Fig 1.

(A) Normal relationship between the epithelial layer, basement membrane, and extracellular matrix (ECM). (B) Interaction between the tumor initiation process and its relationship to the stroma. A pathologic hallmark of pancreatic cancer is the development of an abundant inflammatory response. The inflammatory environment consists of activated stellate cells, ECM proteins, and fibroblasts. These cancer-associated fibroblasts are thought to secrete factors such as transforming growth factor beta (TGF-β). This subsequently leads to the production of ECM components, including collagens, fibroblast growth factor, C-X-C chemokine ligand 12 (CXCL12), proteoglycans, and hyaluronic acid. These in turn secrete tumor-promoting factors that contribute to the tumor’s invasion through the basement membrane via proteolytic enzymes, including matrix metalloproteinases.
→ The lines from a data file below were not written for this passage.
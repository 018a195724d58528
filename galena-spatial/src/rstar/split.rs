//! Node splitting.

use crate::entry::SpatialEntry;
use crate::errors::{SpatialError, SpatialResult};

/// Splits an over-capacity entry list into two halves.
///
/// Entries are ordered by centroid along the axis with the widest
/// centroid spread and cut at the midpoint. With `min_entries <=
/// max_entries / 2` both halves satisfy the minimum fill.
pub(crate) fn split_entries(
    entries: Vec<SpatialEntry>,
    min_entries: usize,
) -> SpatialResult<(Vec<SpatialEntry>, Vec<SpatialEntry>)> {
    if entries.len() < 2 * min_entries {
        return Err(SpatialError::InvalidState(format!(
            "cannot split {} entries into halves of at least {}",
            entries.len(),
            min_entries
        )));
    }

    let centers: Vec<Vec<f64>> = entries
        .iter()
        .map(|e| e.center())
        .collect::<SpatialResult<_>>()?;
    let dims = centers[0].len();

    let mut split_axis = 0;
    let mut widest = f64::NEG_INFINITY;
    for d in 0..dims {
        let mut lo = f64::INFINITY;
        let mut hi = f64::NEG_INFINITY;
        for center in &centers {
            lo = lo.min(center[d]);
            hi = hi.max(center[d]);
        }
        let spread = hi - lo;
        if spread > widest {
            widest = spread;
            split_axis = d;
        }
    }

    let mut order: Vec<usize> = (0..entries.len()).collect();
    order.sort_by(|&a, &b| {
        centers[a][split_axis]
            .total_cmp(&centers[b][split_axis])
            .then_with(|| entries[a].sort_key().cmp(&entries[b].sort_key()))
    });

    let mid = entries.len() / 2;
    let mut slots: Vec<Option<SpatialEntry>> = entries.into_iter().map(Some).collect();
    let mut left = Vec::with_capacity(mid);
    let mut right = Vec::with_capacity(slots.len() - mid);
    for (rank, index) in order.into_iter().enumerate() {
        let entry = slots[index].take().ok_or_else(|| {
            SpatialError::InvalidState("entry visited twice during split".into())
        })?;
        if rank < mid {
            left.push(entry);
        } else {
            right.push(entry);
        }
    }
    Ok((left, right))
}

#[cfg(test)]
mod tests {
    use super::*;
    use galena::id::ObjectId;

    fn leaf(id: u64, coords: Vec<f64>) -> SpatialEntry {
        SpatialEntry::leaf(ObjectId::from(id), coords)
    }

    #[test]
    fn test_splits_along_widest_axis() {
        // spread is 10 along x, 1 along y: the cut separates x-clusters
        let entries = vec![
            leaf(1, vec![0.0, 0.0]),
            leaf(2, vec![0.5, 1.0]),
            leaf(3, vec![10.0, 0.5]),
            leaf(4, vec![9.5, 0.0]),
            leaf(5, vec![0.2, 0.2]),
        ];
        let (left, right) = split_entries(entries, 2).unwrap();
        assert_eq!(left.len(), 2);
        assert_eq!(right.len(), 3);

        let left_ids: Vec<u64> = left.iter().map(|e| e.sort_key()).collect();
        // the two x-smallest centroids land on the left
        assert!(left_ids.contains(&1));
        assert!(left_ids.contains(&5));
    }

    #[test]
    fn test_halves_meet_minimum_fill() {
        let entries: Vec<_> = (0..9).map(|i| leaf(i, vec![i as f64])).collect();
        let (left, right) = split_entries(entries, 4).unwrap();
        assert!(left.len() >= 4);
        assert!(right.len() >= 4);
        assert_eq!(left.len() + right.len(), 9);
    }

    #[test]
    fn test_too_few_entries_is_a_defect() {
        let entries = vec![leaf(1, vec![0.0]), leaf(2, vec![1.0])];
        assert!(split_entries(entries, 2).is_err());
    }

    #[test]
    fn test_deterministic_on_ties() {
        // identical coordinates: order falls back to the entry key
        let entries: Vec<_> = (0..6).map(|i| leaf(5 - i, vec![1.0])).collect();
        let (left, _right) = split_entries(entries.clone(), 2).unwrap();
        let (left2, _right2) = split_entries(entries, 2).unwrap();
        assert_eq!(left, left2);
        let left_ids: Vec<u64> = left.iter().map(|e| e.sort_key()).collect();
        assert_eq!(left_ids, vec![0, 1, 2]);
    }
}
There are also increases in angiogenic factors such as vascular endothelial growth factor (VEGF) that lead to the development of new blood vessels and changes in vascular permeability that lead to the release of additional ECM-modulating events. (C) Tumor initiation-stroma interaction. Mutated K-ras is thought to be the driver of a cancer-associated inflammation program that leads to predominance and infiltration of immunosuppressive immune cells into the tumor stroma at the expense of effector T cells. Tumors harbor the ability to increase the number regulatory T cells, myeloid-derived suppressor cells (MDSCs), and tumor-associated macrophages (TAMs) and to upregulate molecules such as C-X-C chemokine receptor type 12. Ultimately, they produce a local immunosuppressive environment ideal for tumor growth. CXCR4, C-X-C chemokine receptor type 4; NK, natural killer (cell); PDGF, platelet-derived growth factor; PGF, placental growth factor.